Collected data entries
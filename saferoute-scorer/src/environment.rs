//! Live environmental signals and the additive score adjustment they imply.
//!
//! Real feeds (weather, traffic, incident dispatch) stay outside the
//! engine. [`SimulatedEnvironment`] produces plausible conditions that are
//! stable within one hour at one place, so repeated real-time queries agree.

use chrono::{Datelike, NaiveDateTime, Timelike};
use rand::{Rng, SeedableRng};
use rand_chacha::ChaCha8Rng;
use serde::{Deserialize, Serialize};

use saferoute_core::GeoPoint;

/// Sky conditions.
#[derive(Debug, Clone, Copy, PartialEq, Eq, Hash, Serialize, Deserialize)]
#[serde(rename_all = "lowercase")]
pub enum WeatherCondition {
    /// Clear sky.
    Clear,
    /// Overcast.
    Cloudy,
    /// Rain.
    Rain,
    /// Fog.
    Fog,
}

/// Weather at the scored point.
#[derive(Debug, Clone, Copy, PartialEq, Serialize, Deserialize)]
pub struct Weather {
    /// Sky conditions.
    pub condition: WeatherCondition,
    /// Visibility on a `0..=100` scale.
    pub visibility: f64,
    /// Air temperature in degrees Celsius.
    pub temperature_c: f64,
}

/// Road traffic near the scored point.
#[derive(Debug, Clone, Copy, PartialEq, Serialize, Deserialize)]
pub struct Traffic {
    /// Congestion on a `0..=100` scale.
    pub congestion: f64,
    /// Incidents currently reported nearby.
    pub active_incidents: u32,
}

/// How crowded the streets are.
#[derive(Debug, Clone, Copy, PartialEq, Eq, Hash, Serialize, Deserialize)]
#[serde(rename_all = "lowercase")]
pub enum CrowdDensity {
    /// Few people around.
    Low,
    /// Normal foot traffic.
    Medium,
    /// Busy streets.
    High,
}

/// Public events and emergencies near the scored point.
#[derive(Debug, Clone, Copy, PartialEq, Eq, Serialize, Deserialize)]
pub struct LocalEvents {
    /// An emergency is in progress nearby.
    pub active_emergency: bool,
    /// Street crowding.
    pub crowd_density: CrowdDensity,
    /// Public events in the vicinity.
    pub nearby_events: u32,
}

/// Snapshot of every live signal.
#[derive(Debug, Clone, Copy, PartialEq, Serialize, Deserialize)]
pub struct EnvironmentalConditions {
    /// Weather.
    pub weather: Weather,
    /// Traffic.
    pub traffic: Traffic,
    /// Events.
    pub events: LocalEvents,
}

impl Default for EnvironmentalConditions {
    /// Conditions whose adjustment nets to zero.
    fn default() -> Self {
        Self {
            weather: Weather {
                condition: WeatherCondition::Cloudy,
                visibility: 60.0,
                temperature_c: 15.0,
            },
            traffic: Traffic {
                congestion: 50.0,
                active_incidents: 0,
            },
            events: LocalEvents {
                active_emergency: false,
                crowd_density: CrowdDensity::Low,
                nearby_events: 1,
            },
        }
    }
}

impl EnvironmentalConditions {
    /// Signed points added to a weighted score.
    ///
    /// # Examples
    /// ```
    /// use saferoute_scorer::{EnvironmentalConditions, WeatherCondition};
    ///
    /// let mut conditions = EnvironmentalConditions::default();
    /// assert_eq!(conditions.adjustment(), 0);
    /// conditions.weather.condition = WeatherCondition::Fog;
    /// conditions.weather.visibility = 30.0;
    /// assert_eq!(conditions.adjustment(), -9);
    /// ```
    #[must_use]
    pub fn adjustment(&self) -> i32 {
        let weather = match self.weather.condition {
            WeatherCondition::Clear => 1,
            WeatherCondition::Cloudy => 0,
            WeatherCondition::Rain => -3,
            WeatherCondition::Fog => -4,
        };
        let visibility = if self.weather.visibility < 50.0 {
            -5
        } else if self.weather.visibility > 80.0 {
            2
        } else {
            0
        };
        let temperature = if self.weather.temperature_c < -5.0 || self.weather.temperature_c > 35.0
        {
            -1
        } else {
            0
        };
        let congestion = if self.traffic.congestion > 70.0 {
            1
        } else if self.traffic.congestion < 20.0 {
            -1
        } else {
            0
        };
        let incidents = i32::try_from(self.traffic.active_incidents)
            .unwrap_or(i32::MAX)
            .saturating_mul(-2);
        let emergency = if self.events.active_emergency { -3 } else { 0 };
        let crowd = match self.events.crowd_density {
            CrowdDensity::Low => -1,
            CrowdDensity::Medium => 1,
            CrowdDensity::High => 2,
        };
        let events = i32::try_from(self.events.nearby_events.min(2)).unwrap_or(2);
        [weather, visibility, temperature, congestion, emergency, crowd, events]
            .into_iter()
            .fold(incidents, i32::saturating_add)
    }
}

/// Source of live conditions at a place and time.
pub trait EnvironmentProvider: Send + Sync {
    /// Conditions at `point` at local time `at`.
    fn conditions(&self, point: &GeoPoint, at: NaiveDateTime) -> EnvironmentalConditions;
}

impl<E: EnvironmentProvider + ?Sized> EnvironmentProvider for std::sync::Arc<E> {
    fn conditions(&self, point: &GeoPoint, at: NaiveDateTime) -> EnvironmentalConditions {
        (**self).conditions(point, at)
    }
}

/// Provider that always reports the same conditions.
#[derive(Debug, Clone, Copy, Default, PartialEq)]
pub struct FixedEnvironment(pub EnvironmentalConditions);

impl EnvironmentProvider for FixedEnvironment {
    fn conditions(&self, _point: &GeoPoint, _at: NaiveDateTime) -> EnvironmentalConditions {
        self.0
    }
}

/// Deterministic pseudo-random conditions keyed by hour and ~1 km cell.
#[derive(Debug, Clone, Copy, Default)]
pub struct SimulatedEnvironment;

impl SimulatedEnvironment {
    #[expect(clippy::float_arithmetic, reason = "degree bucketing")]
    #[expect(
        clippy::cast_possible_truncation,
        reason = "coordinates are bounded so buckets fit in i64"
    )]
    fn seed(point: &GeoPoint, at: NaiveDateTime) -> u64 {
        let lat = (point.lat * 100.0).floor() as i64;
        let lng = (point.lng * 100.0).floor() as i64;
        let day = i64::from(at.date().num_days_from_ce());
        let hour = i64::from(at.hour());
        [lat, lng, day, hour]
            .into_iter()
            .fold(0xcbf2_9ce4_8422_2325_u64, |acc, part| {
                (acc ^ part.cast_unsigned()).wrapping_mul(0x0100_0000_01b3)
            })
    }
}

impl EnvironmentProvider for SimulatedEnvironment {
    fn conditions(&self, point: &GeoPoint, at: NaiveDateTime) -> EnvironmentalConditions {
        let mut rng = ChaCha8Rng::seed_from_u64(Self::seed(point, at));
        let hour = at.hour();
        let condition = match rng.gen_range(0..20) {
            0..=9 => WeatherCondition::Clear,
            10..=14 => WeatherCondition::Cloudy,
            15..=17 => WeatherCondition::Rain,
            _ => WeatherCondition::Fog,
        };
        let visibility = match condition {
            WeatherCondition::Fog => rng.gen_range(20.0..50.0),
            WeatherCondition::Rain => rng.gen_range(40.0..80.0),
            WeatherCondition::Clear | WeatherCondition::Cloudy => rng.gen_range(60.0..100.0),
        };
        let rush_hour = matches!(hour, 7..=9 | 16..=19);
        let congestion = if rush_hour {
            rng.gen_range(60.0..95.0)
        } else {
            rng.gen_range(10.0..60.0)
        };
        let crowd_density = match hour {
            0..=5 => CrowdDensity::Low,
            11..=14 | 17..=21 => CrowdDensity::High,
            _ => CrowdDensity::Medium,
        };
        EnvironmentalConditions {
            weather: Weather {
                condition,
                visibility,
                temperature_c: rng.gen_range(6.0..26.0),
            },
            traffic: Traffic {
                congestion,
                active_incidents: u32::from(rng.gen_bool(0.2)),
            },
            events: LocalEvents {
                active_emergency: rng.gen_bool(0.03),
                crowd_density,
                nearby_events: rng.gen_range(0..=3),
            },
        }
    }
}

#[cfg(test)]
mod tests {
    use super::*;
    use rstest::{fixture, rstest};
    use saferoute_core::test_support::local_time;

    #[fixture]
    fn calm() -> EnvironmentalConditions {
        EnvironmentalConditions::default()
    }

    #[rstest]
    fn default_conditions_are_neutral(calm: EnvironmentalConditions) {
        assert_eq!(calm.adjustment(), 0);
    }

    #[rstest]
    #[case(WeatherCondition::Clear, 1)]
    #[case(WeatherCondition::Rain, -3)]
    #[case(WeatherCondition::Fog, -4)]
    fn weather_adjusts(
        mut calm: EnvironmentalConditions,
        #[case] condition: WeatherCondition,
        #[case] expected: i32,
    ) {
        calm.weather.condition = condition;
        assert_eq!(calm.adjustment(), expected);
    }

    #[rstest]
    #[case(49.0, -5)]
    #[case(81.0, 2)]
    #[case(80.0, 0)]
    fn visibility_adjusts(
        mut calm: EnvironmentalConditions,
        #[case] visibility: f64,
        #[case] expected: i32,
    ) {
        calm.weather.visibility = visibility;
        assert_eq!(calm.adjustment(), expected);
    }

    #[rstest]
    #[case(-6.0, -1)]
    #[case(36.0, -1)]
    #[case(35.0, 0)]
    fn temperature_extremes_cost_a_point(
        mut calm: EnvironmentalConditions,
        #[case] temperature: f64,
        #[case] expected: i32,
    ) {
        calm.weather.temperature_c = temperature;
        assert_eq!(calm.adjustment(), expected);
    }

    #[rstest]
    fn traffic_events_and_crowds_combine(mut calm: EnvironmentalConditions) {
        calm.traffic.congestion = 80.0;
        calm.traffic.active_incidents = 2;
        calm.events.active_emergency = true;
        calm.events.crowd_density = CrowdDensity::High;
        calm.events.nearby_events = 5;
        // +1 - 4 - 3 + 2 + 2
        assert_eq!(calm.adjustment(), -2);
    }

    #[rstest]
    fn simulation_is_stable_within_the_hour() {
        let point = GeoPoint::new(37.7599, -122.4148);
        let env = SimulatedEnvironment;
        let a = env.conditions(&point, local_time(2024, 3, 12, 14, 5));
        let b = env.conditions(&point, local_time(2024, 3, 12, 14, 55));
        assert_eq!(a, b);
    }
}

Description of the task:
Copy out all lines above holding "SimulatedEnvironment".

Exercise response:
//! engine. [`SimulatedEnvironment`] produces plausible conditions that are
pub struct SimulatedEnvironment;
impl SimulatedEnvironment {
impl EnvironmentProvider for SimulatedEnvironment {
        let env = SimulatedEnvironment;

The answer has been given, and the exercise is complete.